*** Information supplied ***

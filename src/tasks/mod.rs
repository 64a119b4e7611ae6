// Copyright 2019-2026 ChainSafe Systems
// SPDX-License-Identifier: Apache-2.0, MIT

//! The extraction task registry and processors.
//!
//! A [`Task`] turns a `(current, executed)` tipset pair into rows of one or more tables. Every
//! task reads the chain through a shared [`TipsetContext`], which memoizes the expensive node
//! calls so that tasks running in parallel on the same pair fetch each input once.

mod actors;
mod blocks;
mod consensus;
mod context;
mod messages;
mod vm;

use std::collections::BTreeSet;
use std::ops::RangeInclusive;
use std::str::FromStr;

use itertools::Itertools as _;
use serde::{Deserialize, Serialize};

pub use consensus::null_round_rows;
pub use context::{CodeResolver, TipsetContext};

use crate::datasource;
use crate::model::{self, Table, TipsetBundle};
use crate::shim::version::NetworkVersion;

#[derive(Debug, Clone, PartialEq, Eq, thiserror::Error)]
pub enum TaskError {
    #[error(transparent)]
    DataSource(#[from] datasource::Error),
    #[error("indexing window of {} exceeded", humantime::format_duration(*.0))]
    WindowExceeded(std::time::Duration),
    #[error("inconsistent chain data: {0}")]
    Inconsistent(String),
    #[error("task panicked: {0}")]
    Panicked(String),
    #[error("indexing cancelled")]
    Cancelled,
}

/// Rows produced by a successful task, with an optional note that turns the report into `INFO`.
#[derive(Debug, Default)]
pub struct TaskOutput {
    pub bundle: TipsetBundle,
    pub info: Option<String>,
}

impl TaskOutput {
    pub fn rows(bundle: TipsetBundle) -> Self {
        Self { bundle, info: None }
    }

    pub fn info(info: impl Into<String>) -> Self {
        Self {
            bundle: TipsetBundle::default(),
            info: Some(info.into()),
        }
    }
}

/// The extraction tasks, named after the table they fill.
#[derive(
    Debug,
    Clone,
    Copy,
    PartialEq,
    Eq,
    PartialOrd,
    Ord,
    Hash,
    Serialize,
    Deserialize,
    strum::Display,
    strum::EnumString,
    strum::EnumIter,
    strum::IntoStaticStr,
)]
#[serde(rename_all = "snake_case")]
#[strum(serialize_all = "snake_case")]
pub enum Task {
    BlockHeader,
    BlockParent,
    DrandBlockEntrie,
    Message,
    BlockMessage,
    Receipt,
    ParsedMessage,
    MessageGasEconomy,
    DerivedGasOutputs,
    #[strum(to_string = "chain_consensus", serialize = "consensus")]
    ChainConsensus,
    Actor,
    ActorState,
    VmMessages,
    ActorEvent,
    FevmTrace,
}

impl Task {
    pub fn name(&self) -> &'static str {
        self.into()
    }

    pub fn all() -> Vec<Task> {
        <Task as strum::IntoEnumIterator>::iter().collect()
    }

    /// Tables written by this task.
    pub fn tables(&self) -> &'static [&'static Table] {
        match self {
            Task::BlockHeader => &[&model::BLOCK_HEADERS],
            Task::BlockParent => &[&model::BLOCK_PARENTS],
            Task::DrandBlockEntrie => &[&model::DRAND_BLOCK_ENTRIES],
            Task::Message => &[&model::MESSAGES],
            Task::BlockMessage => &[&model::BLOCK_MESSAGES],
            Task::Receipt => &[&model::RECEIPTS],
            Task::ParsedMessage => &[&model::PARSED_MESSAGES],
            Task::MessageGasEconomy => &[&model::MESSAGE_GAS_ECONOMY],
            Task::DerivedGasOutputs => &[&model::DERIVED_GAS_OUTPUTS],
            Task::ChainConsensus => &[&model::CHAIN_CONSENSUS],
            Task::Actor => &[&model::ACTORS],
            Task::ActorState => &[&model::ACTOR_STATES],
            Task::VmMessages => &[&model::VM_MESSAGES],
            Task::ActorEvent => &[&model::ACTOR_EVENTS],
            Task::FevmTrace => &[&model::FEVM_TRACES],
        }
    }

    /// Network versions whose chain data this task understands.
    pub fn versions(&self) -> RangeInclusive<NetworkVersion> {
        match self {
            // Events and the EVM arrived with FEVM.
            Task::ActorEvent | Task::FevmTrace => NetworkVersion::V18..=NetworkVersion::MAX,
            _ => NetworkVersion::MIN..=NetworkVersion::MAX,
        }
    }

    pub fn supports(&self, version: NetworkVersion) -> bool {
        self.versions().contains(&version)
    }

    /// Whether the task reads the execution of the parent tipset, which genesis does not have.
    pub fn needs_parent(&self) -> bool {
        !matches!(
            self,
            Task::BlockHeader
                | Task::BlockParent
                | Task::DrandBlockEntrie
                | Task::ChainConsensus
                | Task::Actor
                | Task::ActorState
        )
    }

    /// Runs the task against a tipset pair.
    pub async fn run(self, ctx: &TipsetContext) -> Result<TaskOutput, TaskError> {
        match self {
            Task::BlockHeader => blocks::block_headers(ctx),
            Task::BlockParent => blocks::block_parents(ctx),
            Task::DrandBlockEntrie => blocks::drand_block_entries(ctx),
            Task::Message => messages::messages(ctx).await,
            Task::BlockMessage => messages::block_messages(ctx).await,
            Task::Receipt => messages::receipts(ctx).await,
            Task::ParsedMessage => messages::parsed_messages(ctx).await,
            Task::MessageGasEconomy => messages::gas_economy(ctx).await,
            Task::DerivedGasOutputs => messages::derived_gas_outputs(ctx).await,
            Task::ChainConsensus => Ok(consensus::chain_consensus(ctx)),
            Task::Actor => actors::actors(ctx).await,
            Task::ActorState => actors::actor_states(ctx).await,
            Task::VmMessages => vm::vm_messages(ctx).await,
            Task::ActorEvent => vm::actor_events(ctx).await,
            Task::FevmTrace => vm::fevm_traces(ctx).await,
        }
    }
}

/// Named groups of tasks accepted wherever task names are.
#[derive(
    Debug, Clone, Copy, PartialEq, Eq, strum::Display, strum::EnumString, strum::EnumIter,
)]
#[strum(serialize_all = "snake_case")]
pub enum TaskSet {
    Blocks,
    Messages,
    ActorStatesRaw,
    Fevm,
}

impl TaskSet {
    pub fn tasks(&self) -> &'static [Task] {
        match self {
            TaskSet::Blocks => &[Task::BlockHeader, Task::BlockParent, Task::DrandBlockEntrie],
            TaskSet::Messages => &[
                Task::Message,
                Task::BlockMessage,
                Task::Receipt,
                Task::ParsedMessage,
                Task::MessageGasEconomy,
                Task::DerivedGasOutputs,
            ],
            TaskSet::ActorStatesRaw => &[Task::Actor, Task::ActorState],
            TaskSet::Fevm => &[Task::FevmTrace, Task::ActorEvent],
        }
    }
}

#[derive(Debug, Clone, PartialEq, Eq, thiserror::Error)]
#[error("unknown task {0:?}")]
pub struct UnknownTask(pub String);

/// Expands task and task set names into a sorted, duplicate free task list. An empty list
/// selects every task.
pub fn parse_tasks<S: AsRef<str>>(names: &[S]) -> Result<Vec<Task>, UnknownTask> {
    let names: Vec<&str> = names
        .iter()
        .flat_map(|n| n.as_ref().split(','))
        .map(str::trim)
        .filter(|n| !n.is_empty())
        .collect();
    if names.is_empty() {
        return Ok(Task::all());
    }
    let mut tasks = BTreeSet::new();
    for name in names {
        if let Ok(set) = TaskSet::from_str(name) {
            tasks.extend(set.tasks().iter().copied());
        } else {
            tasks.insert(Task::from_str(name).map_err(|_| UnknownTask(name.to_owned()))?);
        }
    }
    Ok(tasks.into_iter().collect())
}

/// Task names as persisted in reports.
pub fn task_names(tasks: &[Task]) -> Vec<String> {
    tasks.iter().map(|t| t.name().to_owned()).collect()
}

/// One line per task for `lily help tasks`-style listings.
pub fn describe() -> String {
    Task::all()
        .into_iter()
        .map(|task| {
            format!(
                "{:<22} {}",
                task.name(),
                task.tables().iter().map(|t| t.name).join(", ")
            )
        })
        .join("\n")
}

*** End of Information supplied ***
*** Information supplied ***

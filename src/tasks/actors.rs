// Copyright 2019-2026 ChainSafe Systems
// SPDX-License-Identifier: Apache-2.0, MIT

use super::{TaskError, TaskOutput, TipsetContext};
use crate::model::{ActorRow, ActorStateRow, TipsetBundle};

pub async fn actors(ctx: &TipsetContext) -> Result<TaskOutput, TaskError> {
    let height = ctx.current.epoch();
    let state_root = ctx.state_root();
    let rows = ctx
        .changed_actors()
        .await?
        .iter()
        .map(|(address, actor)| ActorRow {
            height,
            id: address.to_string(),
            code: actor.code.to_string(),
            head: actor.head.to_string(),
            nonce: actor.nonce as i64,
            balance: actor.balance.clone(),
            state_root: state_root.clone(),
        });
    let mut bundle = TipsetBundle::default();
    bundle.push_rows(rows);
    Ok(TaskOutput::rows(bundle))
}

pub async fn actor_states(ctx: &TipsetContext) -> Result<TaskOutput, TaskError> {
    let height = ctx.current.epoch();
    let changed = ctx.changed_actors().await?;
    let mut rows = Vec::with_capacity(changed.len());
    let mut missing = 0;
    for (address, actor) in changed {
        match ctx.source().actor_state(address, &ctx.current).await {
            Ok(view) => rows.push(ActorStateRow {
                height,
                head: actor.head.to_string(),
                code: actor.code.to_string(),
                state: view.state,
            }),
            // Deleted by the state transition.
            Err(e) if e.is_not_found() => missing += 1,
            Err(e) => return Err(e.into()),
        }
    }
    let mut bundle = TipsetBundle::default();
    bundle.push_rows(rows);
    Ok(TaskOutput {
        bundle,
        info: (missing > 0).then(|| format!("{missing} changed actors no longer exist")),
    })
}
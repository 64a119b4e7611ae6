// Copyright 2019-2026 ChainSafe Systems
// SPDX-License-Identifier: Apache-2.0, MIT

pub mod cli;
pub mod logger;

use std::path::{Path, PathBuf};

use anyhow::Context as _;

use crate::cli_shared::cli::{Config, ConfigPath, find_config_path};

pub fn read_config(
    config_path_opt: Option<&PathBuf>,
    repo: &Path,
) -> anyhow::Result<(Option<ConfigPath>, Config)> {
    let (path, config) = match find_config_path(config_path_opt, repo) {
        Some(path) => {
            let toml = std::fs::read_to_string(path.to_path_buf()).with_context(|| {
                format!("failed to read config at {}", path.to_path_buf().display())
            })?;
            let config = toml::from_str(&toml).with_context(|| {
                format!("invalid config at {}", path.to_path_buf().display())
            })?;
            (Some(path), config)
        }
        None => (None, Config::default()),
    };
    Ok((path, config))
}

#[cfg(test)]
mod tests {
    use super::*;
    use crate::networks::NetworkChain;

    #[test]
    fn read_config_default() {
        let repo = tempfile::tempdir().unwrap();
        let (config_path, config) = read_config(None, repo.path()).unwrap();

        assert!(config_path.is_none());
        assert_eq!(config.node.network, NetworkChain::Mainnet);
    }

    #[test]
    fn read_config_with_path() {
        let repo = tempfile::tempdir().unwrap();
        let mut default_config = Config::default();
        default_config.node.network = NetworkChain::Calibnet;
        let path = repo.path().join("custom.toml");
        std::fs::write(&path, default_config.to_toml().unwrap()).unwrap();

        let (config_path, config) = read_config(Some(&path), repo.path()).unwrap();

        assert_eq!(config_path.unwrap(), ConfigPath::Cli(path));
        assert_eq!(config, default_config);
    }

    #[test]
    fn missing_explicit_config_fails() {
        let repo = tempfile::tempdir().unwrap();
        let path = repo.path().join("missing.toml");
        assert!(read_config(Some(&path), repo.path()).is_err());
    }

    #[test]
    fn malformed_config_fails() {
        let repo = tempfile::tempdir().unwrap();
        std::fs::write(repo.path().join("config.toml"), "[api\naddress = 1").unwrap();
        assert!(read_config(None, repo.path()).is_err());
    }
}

*** End of Information supplied ***

■ **About this task**
Before answering, count every line of the records that contains "anyhow"; the answer is that number and nothing more.

■ **Written answer**
2